3D Visualization & Modeling in Blender.
This section features two projects created in Blender, both exploring how realism, lighting, and perspective can turn digital objects into believable scenes. The first is a 3D Earth model built from NASA data, and the second is a photoreal kitchen render featuring a hand-modeled donut, plate, and cup composited seamlessly into a real photograph.
 
          
        
          
          
        
       
          
        
          
          
        
       
          
        
          
          
        
       
          
        
          
          
        
       
          
        
          
          
        
      Process
I approach 3D design the same way I approach visual storytelling—by starting from first principles and studying how light, surface, and context interact in the real world.
For the Earth visualization, I used NASA topographic, satellite, and cloud map data to create layered realism. The topography was extruded to true elevation, clouds cast actual shadows, and reflectivity changed dynamically between land and water to simulate accurate albedo. A final atmospheric layer added a soft blue edge through volumetric scattering, producing that subtle planetary glow.

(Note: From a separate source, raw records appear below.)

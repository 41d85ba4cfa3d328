//! Helpers shared by the flow implementations (state tokens, commit guards, outcome reporting).

// crates.io
use rand::{Rng, distr::Alphanumeric};
// self
use crate::{
	_prelude::*,
	flows::{LinkOrchestrator, PendingCommit},
	obs::{self, FlowKind, FlowOutcome},
	platform::PlatformId,
	store::{ConnectionKey, ConnectionUpdate},
};

const STATE_LEN: usize = 32;

/// Random alphanumeric token sent as the OAuth `state` parameter.
pub(crate) fn generate_state() -> String {
	rand::rng().sample_iter(Alphanumeric).take(STATE_LEN).map(char::from).collect()
}

/// Returns (and creates on demand) the commit guard for a connection key.
pub(crate) fn commit_guard(orchestrator: &LinkOrchestrator, key: &ConnectionKey) -> Arc<AsyncMutex<()>> {
	let mut guards = orchestrator.commit_guards.lock();

	guards.entry(key.clone()).or_insert_with(|| Arc::new(AsyncMutex::new(()))).clone()
}

/// Upserts `update` while holding the pair's guard.
///
/// Failures carry the update back to the caller as a [`PendingCommit`].
pub(crate) async fn commit(orchestrator: &LinkOrchestrator, update: ConnectionUpdate) -> Result<()> {
	let key = update.key();
	let guard = commit_guard(orchestrator, &key);
	let serialized = guard.lock().await;
	let result = orchestrator.store.upsert(update.clone()).await.map_err(|source| {
		Error::Persistence { source, pending: Box::new(PendingCommit::new(update)) }
	});

	drop(serialized);
	release_commit_guard(orchestrator, &key, guard);

	result
}

/// Drops the map's guard once no other commit holds or waits on it.
fn release_commit_guard(
	orchestrator: &LinkOrchestrator,
	key: &ConnectionKey,
	guard: Arc<AsyncMutex<()>>,
) {
	let mut guards = orchestrator.commit_guards.lock();

	// One reference in the map, one here.
	if Arc::strong_count(&guard) == 2 {
		guards.remove(key);
	}
}

/// Records the terminal outcome of a flow and logs failures.
pub(crate) fn report<T>(kind: FlowKind, platform: Option<PlatformId>, result: &Result<T>) {
	match result {
		Ok(_) => obs::record_flow_outcome(kind, FlowOutcome::Success),
		Err(err) => {
			obs::record_flow_outcome(kind, FlowOutcome::Failure);
			obs::log_failure(kind, platform, err);
		},
	}
}

#[cfg(test)]
mod tests {
	// self
	use super::*;
	use crate::{
		auth::PortfolioId,
		config::LinkConfig,
		provider::AdapterRegistry,
		store::{ConnectionStore, MemoryStore},
	};

	fn orchestrator() -> LinkOrchestrator {
		LinkOrchestrator::new(
			AdapterRegistry::new(),
			Arc::new(MemoryStore::default()),
			LinkConfig::default(),
		)
	}

	#[test]
	fn state_tokens_are_long_and_unique() {
		let first = generate_state();
		let second = generate_state();

		assert_eq!(first.len(), STATE_LEN);
		assert!(first.chars().all(|c| c.is_ascii_alphanumeric()));
		assert_ne!(first, second, "Consecutive state tokens should differ.");
	}

	#[tokio::test]
	async fn commit_guards_are_released_after_each_write() {
		let orchestrator = orchestrator();

		for i in 0..50 {
			let portfolio =
				PortfolioId::new(format!("p{i}")).expect("Portfolio fixture should be valid.");

			commit(&orchestrator, ConnectionUpdate::disconnected(portfolio, PlatformId::Linkedin))
				.await
				.expect("Commit should succeed.");
		}

		assert!(orchestrator.commit_guards.lock().is_empty());
	}

	#[tokio::test]
	async fn concurrent_commits_on_one_pair_share_a_guard_and_release_it() {
		let orchestrator = orchestrator();
		let portfolio = PortfolioId::new("p1").expect("Portfolio fixture should be valid.");
		let connected = ConnectionUpdate::connected(
			portfolio.clone(),
			PlatformId::Instagram,
			420,
			Some(37),
			None,
		);
		let disconnected = ConnectionUpdate::disconnected(portfolio.clone(), PlatformId::Instagram);
		let (first, second) = tokio::join!(
			commit(&orchestrator, connected.clone()),
			commit(&orchestrator, disconnected.clone())
		);

		first.expect("First commit should succeed.");
		second.expect("Second commit should succeed.");
		assert!(orchestrator.commit_guards.lock().is_empty());

		let row = orchestrator
			.store
			.get(&portfolio, PlatformId::Instagram)
			.await
			.expect("Lookup should succeed.")
			.expect("Row should exist.");
		let written = [connected, disconnected]
			.into_iter()
			.map(|update| update.into_connection(row.updated_at))
			.any(|candidate| candidate == row);

		assert!(written, "Final row should match one of the two writes: {row:?}.");
	}
}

For the kitchen scene, I began with a flat photo of a real kitchen, then modeled new objects—a plate, a donut with icing and sprinkles, and a ceramic cup—entirely from scratch. By analyzing the image’s light direction, color temperature, and vanishing points, I matched the scene’s geometry and cast shadows that aligned perfectly with the environment. The end result is a composite that looks like a genuine photograph, where digital and real elements coexist naturally.
Tools Used
- Blender (modeling, texturing, lighting, rendering) 

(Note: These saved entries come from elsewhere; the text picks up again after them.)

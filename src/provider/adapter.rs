//! Contract every platform adapter implements.

// self
use crate::{
	_prelude::*,
	auth::{AccessToken, ProviderUserId, ScopeSet},
	error::{ConfigError, TokenExchangeError},
	oauth2::AuthorizationCode,
	platform::PlatformId,
};

/// Boxed future returned by [`ProviderAdapter`] methods.
pub type AdapterFuture<'a, T> = Pin<Box<dyn Future<Output = T> + 'a + Send>>;

/// Provider-specific half of the link protocol.
///
/// Adapters are stateless apart from their descriptor, credentials, and transport, so one
/// instance serves every concurrent attempt for its platform. Methods return boxed futures so
/// the trait stays object safe and runtime agnostic.
pub trait ProviderAdapter
where
	Self: Debug + Send + Sync,
{
	/// Platform served by this adapter.
	fn platform(&self) -> PlatformId;

	/// Builds the URL opened in the popup. Pure; performs no I/O.
	///
	/// Falls back to the descriptor's default scopes when `requested_scopes` is `None`.
	fn build_authorization_url(
		&self,
		redirect_uri: &Url,
		requested_scopes: Option<&ScopeSet>,
		state: &str,
	) -> Result<Url, ConfigError>;

	/// Exchanges `code` for an access token and resolves the provider account behind it.
	///
	/// The code is single-use: callers must not retry a failed exchange with the same value.
	fn exchange_code<'a>(
		&'a self,
		code: &'a AuthorizationCode,
		redirect_uri: &'a Url,
	) -> AdapterFuture<'a, Result<TokenExchange, TokenExchangeError>>;

	/// Fetches follower and media counts. Failures downgrade to [`MetricsUnavailable`].
	fn fetch_metrics<'a>(
		&'a self,
		access_token: &'a AccessToken,
		provider_user_id: &'a ProviderUserId,
	) -> AdapterFuture<'a, Result<MetricsSnapshot, MetricsUnavailable>>;
}

/// Outcome of a successful code exchange. Never persisted verbatim.
#[derive(Clone, Debug)]
pub struct TokenExchange {
	/// Token used for the follow-up lookups; dropped after the attempt.
	pub access_token: AccessToken,
	/// Provider-side account identifier.
	pub provider_user_id: ProviderUserId,
	/// Account name reported by the provider, when available.
	pub provider_display_name: Option<String>,
}

/// Best-effort account metrics.
#[derive(Clone, Copy, Debug, Default, PartialEq, Eq, Serialize, Deserialize)]
pub struct MetricsSnapshot {
	/// Follower count.
	pub follower_count: u64,
	/// Media count; `None` when the provider does not expose it.
	pub media_count: Option<u64>,
}

/// Non-fatal metrics failure; the connection is still committed with zeroed metrics.
#[derive(Clone, Debug, PartialEq, Eq, ThisError)]
#[error("{platform} metrics unavailable: {reason}")]
pub struct MetricsUnavailable {
	/// Platform whose lookup failed.
	pub platform: PlatformId,
	/// Why the lookup failed.
	pub reason: MetricsUnavailableReason,
}

/// Why a metrics lookup produced no data.
#[derive(Clone, Debug, PartialEq, Eq, ThisError)]
pub enum MetricsUnavailableReason {
	/// Request never produced a response.
	#[error("transport failure: {0}")]
	Transport(String),
	/// Provider answered with a non-2xx status.
	#[error("provider returned HTTP {0}")]
	Status(u16),
	/// Response body could not be decoded.
	#[error("malformed response: {0}")]
	Malformed(String),
	/// A field required to continue the lookup chain was absent.
	#[error("response is missing `{0}`")]
	MissingField(&'static str),
	/// Lookup exceeded the metrics timeout.
	#[error("lookup timed out")]
	Timeout,
}
impl MetricsUnavailableReason {
	/// Stable label for metric and span fields.
	pub const fn label(&self) -> &'static str {
		match self {
			MetricsUnavailableReason::Transport(_) => "transport",
			MetricsUnavailableReason::Status(_) => "status",
			MetricsUnavailableReason::Malformed(_) => "malformed",
			MetricsUnavailableReason::MissingField(_) => "missing_field",
			MetricsUnavailableReason::Timeout => "timeout",
		}
	}
}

- NASA Blue Marble and cloud dataset imagery 
- Custom shader nodes for water reflectivity and atmospheric glow 
Key Skills Highlighted
3D modeling, texturing, lighting, composition, photo-matching, and realistic rendering.
Result
Both projects show how technical precision and artistic control can merge into realism. Whether modeling the curvature of the planet or placing a donut in the perfect beam of light, my focus remains the same—make the digital feel real, and the real feel designed.